Farji-Brener et al. 2004 also suggested that colonies of
polymorphic ant species could enhance their foraging
success by sending out workers of different sizes to
explore and forage in environments with different levels
of rugosity. However, at least in some species such as
polymorphic army ants, which by definition employ
obligate collective foraging, workers of different sizes
work together in the same microniche. If different spatial
niches in a habitat do indeed favour specific ant worker
morphologies, one would expect workers of all sizes in
these species to show the same respective niche specific
adaptations.
The army ant genus Dorylus represents a well-defined
monophyletic group (Bolton 1990, Brady 2003) with
six currently recognized subgenera (Bolton 1995).
The worker caste is highly polymorphic in all species
studied so far (Emery 1901, Hollingsworth 1960,
Raignier et al. 1974, Berghoff et al. 2002b). Species of
the subgenera Dichtadia , Rhogmus, Typhlopone, Alaopone and Dorylus s.str. hunt and nest in the soil.

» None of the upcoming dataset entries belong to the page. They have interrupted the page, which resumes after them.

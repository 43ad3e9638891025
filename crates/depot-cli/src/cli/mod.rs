mod list;
mod space;
mod sync;
mod verify;

pub use list::ListCmd;
pub use space::SpaceCmd;
pub use sync::SyncCmd;
pub use verify::VerifyCmd;
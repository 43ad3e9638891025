use std::sync::Arc;

use anyhow::{Context, Result};
use depot::{Catalog, DepotConfig, Downloader, Outcome, ReqwestClient, StorageQuantity, StorageUnit};
use tracing::warn;
use url::Url;

#[derive(Debug, clap::Args)]
pub struct SyncCmd {
    /// Artifact URLs to fetch. Defaults to the whole catalog.
    pub urls: Vec<String>,

    /// Download one artifact at a time.
    #[arg(long)]
    pub sequential: bool,

    /// Empty the destination before downloading.
    #[arg(long)]
    pub clean: bool,
}

impl SyncCmd {
    /// Returns `false` when any artifact failed.
    pub async fn run(self, config: DepotConfig) -> Result<bool> {
        let catalog = Arc::new(Catalog::builtin().clone());
        let urls = if self.urls.is_empty() {
            catalog.urls()
        } else {
            self.urls
                .iter()
                .map(|u| Url::parse(u).with_context(|| format!("invalid URL {u:?}")))
                .collect::<Result<Vec<_>>>()?
        };

        let destination = config.destination.clone();
        let client = ReqwestClient::new(config.transfer_timeout()).context("failed to build HTTP client")?;
        let downloader = Downloader::new(config, catalog, client)
            .with_context(|| format!("failed to prepare {}", destination.display()))?;

        if self.clean {
            let removed = downloader.purge().await.context("failed to clean destination")?;
            println!("cleaned {removed} entries from {}", destination.display());
        }

        let token = downloader.cancellation_token();
        tokio::spawn(async move {
            if tokio::signal::ctrl_c().await.is_ok() {
                warn!("interrupt received; cancelling transfers");
                token.cancel();
            }
        });

        let reports = downloader.do_copy(&urls, !self.sequential).await;
        let mut failed = 0;
        for report in &reports {
            match &report.result {
                Ok(Outcome::Skipped) => println!("present     {}", report.url),
                Ok(Outcome::Downloaded { bytes, evicted }) => println!(
                    "downloaded  {} ({}, {evicted} evicted)",
                    report.url,
                    StorageQuantity::from(*bytes).in_unit(StorageUnit::MB)
                ),
                Err(e) => {
                    failed += 1;
                    println!("failed      {}: {e}", report.url);
                }
            }
        }
        downloader.shutdown().await;

        println!("\nfiles in {}:", destination.display());
        for file in depot_fs::list_files(&destination).context("failed to list destination")? {
            let size = StorageQuantity::from(file.len).in_unit(StorageUnit::MB);
            println!("  {} ({size})", file.path.display());
        }

        if failed > 0 {
            warn!(failed, total = reports.len(), "some artifacts could not be synced");
        }
        Ok(failed == 0)
    }
}
//! Decides whether an on-disk copy can stand in for a download.

use std::io;
use std::path::Path;

use depot_core::Artifact;
use depot_verify::{FileVerdict, VerificationError, verify_file};

#[derive(Debug, Clone, PartialEq, Eq)]
pub enum Reason {
    Missing,
    LengthMismatch { expected: u64, actual: u64 },
    ChecksumMismatch { expected: String, actual: String },
}

#[derive(Debug, Clone, PartialEq, Eq)]
pub enum Verdict {
    /// A complete, byte-identical copy is already present.
    Skip,
    NeedsDownload(Reason),
}

impl Verdict {
    pub fn is_skip(&self) -> bool { matches!(self, Self::Skip) }
}

/// Compare `artifact`'s local copy under `destination` against its catalog
/// entry. Length is checked before the digest. Blocking.
pub fn check(destination: &Path, artifact: &Artifact) -> io::Result<Verdict> {
    let path = artifact.local_path(destination);
    let expected_len = u64::try_from(artifact.expected_size().as_bytes()).unwrap_or(0);

    let verdict = verify_file(&path, expected_len, artifact.checksum()).map_err(|e| match e {
        VerificationError::Io(e) => e,
        other => io::Error::new(io::ErrorKind::InvalidData, other),
    })?;

    Ok(match verdict {
        FileVerdict::Intact => Verdict::Skip,
        FileVerdict::Missing => Verdict::NeedsDownload(Reason::Missing),
        FileVerdict::LengthMismatch { expected, actual } => {
            Verdict::NeedsDownload(Reason::LengthMismatch { expected, actual })
        }
        FileVerdict::ChecksumMismatch { expected, actual } => {
            Verdict::NeedsDownload(Reason::ChecksumMismatch { expected, actual })
        }
    })
}

#[cfg(test)]
mod tests {
    use super::*;
    use depot_core::{Catalog, Family};
    use depot_verify::Sha256Hasher;
    use tempfile::tempdir;

    fn catalog_for(body: &[u8]) -> Catalog {
        Catalog::builder("http://mirror.test/packages/")
            .unwrap()
            .entry(Family::DEM_AGENT, "1.0/agent.tar", body.len() as i64, &Sha256Hasher::hex_digest(body))
            .unwrap()
            .build()
    }

    #[test]
    fn test_verdicts() {
        let dir = tempdir().unwrap();
        let catalog = catalog_for(b"payload");
        let artifact = catalog.all().next().unwrap();
        let path = artifact.local_path(dir.path());

        assert_eq!(check(dir.path(), artifact).unwrap(), Verdict::NeedsDownload(Reason::Missing));

        std::fs::create_dir_all(path.parent().unwrap()).unwrap();
        std::fs::write(&path, b"short").unwrap();
        assert_eq!(
            check(dir.path(), artifact).unwrap(),
            Verdict::NeedsDownload(Reason::LengthMismatch { expected: 7, actual: 5 })
        );

        std::fs::write(&path, b"PAYLOAD").unwrap();
        assert!(matches!(
            check(dir.path(), artifact).unwrap(),
            Verdict::NeedsDownload(Reason::ChecksumMismatch { .. })
        ));

        std::fs::write(&path, b"payload").unwrap();
        assert!(check(dir.path(), artifact).unwrap().is_skip());
    }

    #[test]
    fn test_uppercase_checksum_matches() {
        let dir = tempdir().unwrap();
        let upper = Sha256Hasher::hex_digest(b"abc").to_uppercase();
        let catalog = Catalog::builder("http://mirror.test/")
            .unwrap()
            .entry(Family::APP_VOLUMES_AGENT, "4.0/agent.tar", 3, &upper)
            .unwrap()
            .build();
        let artifact = catalog.all().next().unwrap();
        let path = artifact.local_path(dir.path());
        std::fs::create_dir_all(path.parent().unwrap()).unwrap();
        std::fs::write(&path, b"abc").unwrap();

        assert_eq!(check(dir.path(), artifact).unwrap(), Verdict::Skip);
    }
}
use thiserror::Error;

pub type Result<T> = std::result::Result<T, CatalogError>;

#[derive(Debug, Error)]
pub enum CatalogError {
    #[error("artifact not in catalog: {0}")]
    NotFound(String),

    #[error("invalid base URL {url}: {source}")]
    InvalidBase {
        url:    String,
        #[source]
        source: url::ParseError,
    },

    #[error("invalid family tag: {0:?}")]
    InvalidFamily(String),

    #[error("invalid artifact path {0:?}")]
    InvalidPath(String),

    #[error("invalid SHA-256 checksum: {0}")]
    InvalidChecksum(String),

    #[error("negative size for {0}")]
    NegativeSize(String),

    #[error("duplicate artifact: {0}")]
    Duplicate(String),
}

#[derive(Debug, Error, PartialEq, Eq)]
pub enum QuantityParseError {
    #[error("empty storage quantity")]
    Empty,

    #[error("invalid number in storage quantity: {0:?}")]
    InvalidNumber(String),

    #[error("unknown storage unit: {0:?}")]
    UnknownUnit(String),
}
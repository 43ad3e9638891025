use std::io::{self, Read};

use crate::{Hasher, Result, VerificationError};

/// A [`Read`] adapter that feeds every byte it yields into a [`Hasher`].
///
/// Hashing happens as a side effect of reading, so verifying a file costs a
/// single pass with whatever buffer the caller supplies.
#[derive(Debug)]
pub struct VerifiedReader<R, H> {
    inner:  R,
    hasher: H,
    seen:   u64,
}

impl<R, H> VerifiedReader<R, H> {
    pub fn new(inner: R, hasher: H) -> Self {
        Self {
            inner,
            hasher,
            seen: 0,
        }
    }

    /// Bytes hashed so far.
    pub fn bytes_read(&self) -> u64 { self.seen }
}

impl<R: Read, H: Hasher> Read for VerifiedReader<R, H> {
    fn read(&mut self, buf: &mut [u8]) -> io::Result<usize> {
        let n = self.inner.read(buf)?;
        self.hasher.update(&buf[..n]);
        self.seen += n as u64;
        Ok(n)
    }
}

impl<R: Read, H: Hasher> VerifiedReader<R, H> {
    /// Read to end of input using `buf` as scratch space. Returns the total
    /// byte count.
    pub fn consume(&mut self, buf: &mut [u8]) -> io::Result<u64> {
        loop {
            match self.read(buf) {
                Ok(0) => return Ok(self.seen),
                Ok(_) => {}
                Err(e) if e.kind() == io::ErrorKind::Interrupted => {}
                Err(e) => return Err(e),
            }
        }
    }

    /// Compare the digest of everything read against `expected`. Returns the
    /// number of bytes that were verified.
    pub fn finish(self, expected: &[u8]) -> Result<u64> {
        let actual = self.hasher.finalize();
        if actual != expected {
            return Err(VerificationError::Mismatch {
                expected: expected.to_vec(),
                actual,
            });
        }
        Ok(self.seen)
    }
}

Only under exceptional circumstances do workers of
these species appear on the surface: when foraging
workers have to cross hard-packed soil (C. Schöning
pers. obs.) or encounter unusually rich food sources
(Berghoff et al. 2002a), during interspecific battles
(Leroux 1979, Gotwald 1995, p. 159) and when
the males emerge from the nest (Wheeler 1922). The
use of ecological niches by species of the subgenus
Anomma is more complex. While the typical ‘‘driver
ants’’ (e.g. D. wilverthi , D. molestus ) conspicuously
forage on the surface and climb vegetation in search
of prey, several species hunt in the leaf litter stratum (e.g.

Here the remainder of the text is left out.